In the context of mathematics, What is the difference between equation and formula?
An equation is a statement of equality, however latter is defined. The usual symbol in mathematics abbreviating is equal to is $=.$ Thus, any formula containing that symbol is called an equation.
That brings us to formula. A formula is an expression, but it's usually used for well-formed expressions. From the name, a formula is a recipe -- sort of -- a method, an algorithm, expressing a sequence of operations and relationships. Thus all equations may be regarded as formulae, but clearly there are many other expressions that are not equations. We may make a distinction between a formula and its expression, but I have blurred that distinction here, just as we blur the distinction between a numeral and a number, or between a function and its values, for example.
A formula is a special kind of equation, namely one that is solved for the unknown.
For example, in its general form the equation $a^2+b^2 = c^2$ in the Pythagorean Theorem is just that, an equation.
But if you rewrite it as $c = \sqrt{a^2+b^2}$, then you have a formula to get the hypotenuse of a right-angled triangle from its legs.
A formula is any expression built from mathematical symbols built in accordance to their rules of syntax. A simples formula may be just one symbol, for example $2$. More complicated formula are for example $2+x$, $x < y$ or $A^{-1}b$. If the formula contains no symbols representing variables, then the formula has a value; if it contains any symbols of variables, then the formula represents a function, and it has value only if we assign specific values to the variables. These values may be numerical like for the formulae $2+2$ or $\sqrt{4}$, but it may also be logical like for the formulae $2<3$ or $2=3$, or belong to some other category (it can be a set, vector, etc.).

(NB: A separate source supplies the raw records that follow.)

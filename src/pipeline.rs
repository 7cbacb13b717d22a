//! Lazy pipeline executor.
//!
//! Execution seeds a single placeholder item and folds the plan into it. A
//! stream-transform step replaces the current sequence with its own; a
//! factory step is flat-mapped so each upstream item's results are spliced
//! in place, in order. Nothing runs until the returned stream is pulled.

use std::{iter, sync::Arc};

use serde_json::Value;

use crate::{
    diagnostics::invariant,
    errors::{ErrorCode, Result},
    grammar::StepShape,
    graph::RecordStore,
    optimizer::Plan,
    steps::{Step, Traverser, Traversers, failed},
};

#[derive(Clone)]
pub struct ExecutionContext {
    records: RecordStore,
}

impl ExecutionContext {
    pub fn new(records: RecordStore) -> Self {
        Self { records }
    }

    pub fn records(&self) -> &RecordStore {
        &self.records
    }
}

pub fn execute(ctx: &ExecutionContext, plan: Plan) -> Result<Traversers> {
    let steps = plan.into_steps();
    invariant(
        matches!(steps.first().map(|planned| &planned.step), Some(Step::Root)),
        ErrorCode::InvariantPlanMissingRoot,
        "plan does not start with the root step",
    )?;

    let mut current: Traversers = Box::new(iter::once(Ok(Traverser::Graph)));
    for planned in steps {
        let step = Arc::new(planned.step);
        current = match step.shape() {
            StepShape::StreamTransform => step.transform(&ctx.records, current),
            StepShape::Factory => {
                let records = ctx.records.clone();
                Box::new(current.flat_map(move |item| match item {
                    Ok(parent) => step.expand(&records, parent),
                    Err(err) => failed(err),
                }))
            }
        };
    }
    Ok(current)
}

pub struct TraversalStream {
    inner: Traversers,
}

impl TraversalStream {
    pub fn new(inner: Traversers) -> Self {
        Self { inner }
    }
}

impl Iterator for TraversalStream {
    type Item = Result<Value>;

    fn next(&mut self) -> Option<Self::Item> {
        self.inner
            .next()
            .map(|item| item.map(Traverser::into_value))
    }
}
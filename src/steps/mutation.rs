use serde_json::Value;

use crate::graph::RecordStore;

use super::{Traverser, Traversers, deferred, element_of, mismatch, none};

pub(super) fn property(records: &RecordStore, upstream: Traversers, key: &str, value: &Value) -> Traversers {
    let records = records.clone();
    let key = key.to_string();
    let value = value.clone();
    Box::new(upstream.map(move |item| {
        let traverser = item?;
        let (kind, id) = element_of(&traverser, "property")?;
        records.set_property(kind, id, &key, &value)?;
        Ok(traverser)
    }))
}

pub(super) fn drop(records: &RecordStore, upstream: Traversers) -> Traversers {
    let records = records.clone();
    deferred(move || {
        for item in upstream {
            match item? {
                Traverser::Vertex(id) => records.drop_vertex(&id)?,
                Traverser::Edge(id) => records.drop_edge(&id)?,
                other => return Err(mismatch("drop", "vertex or edge", &other)),
            }
        }
        Ok(none())
    })
}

An equation is a formula that has the specific form $$ formula1 = formula 2$$ where at least one of the formulae contains a variable, for example $Ax=b$. We call a specific value of that variable a solution of the exuation, if for that value of the variable the equation has a logical value 'true'. For example $A^{-1}b$ is a solution of equation $Ax=b$.
When we have a equation that simply says for example $x=A^{-1}b$ it can be said that the value of $x$ is given by the formula $A^{-1}b$, that is, this formual gives the only value of $x$ that solves the equation.
To sum up you can understand an expression $ x=A^{-1}b$ in two ways:
as a formula that for various values of $x4 may be true or false (an equation), or
as a statement that $A^{-1}b$ is the solution of some equation containing variable $x$.
In the cited fragment it is used in the second sense.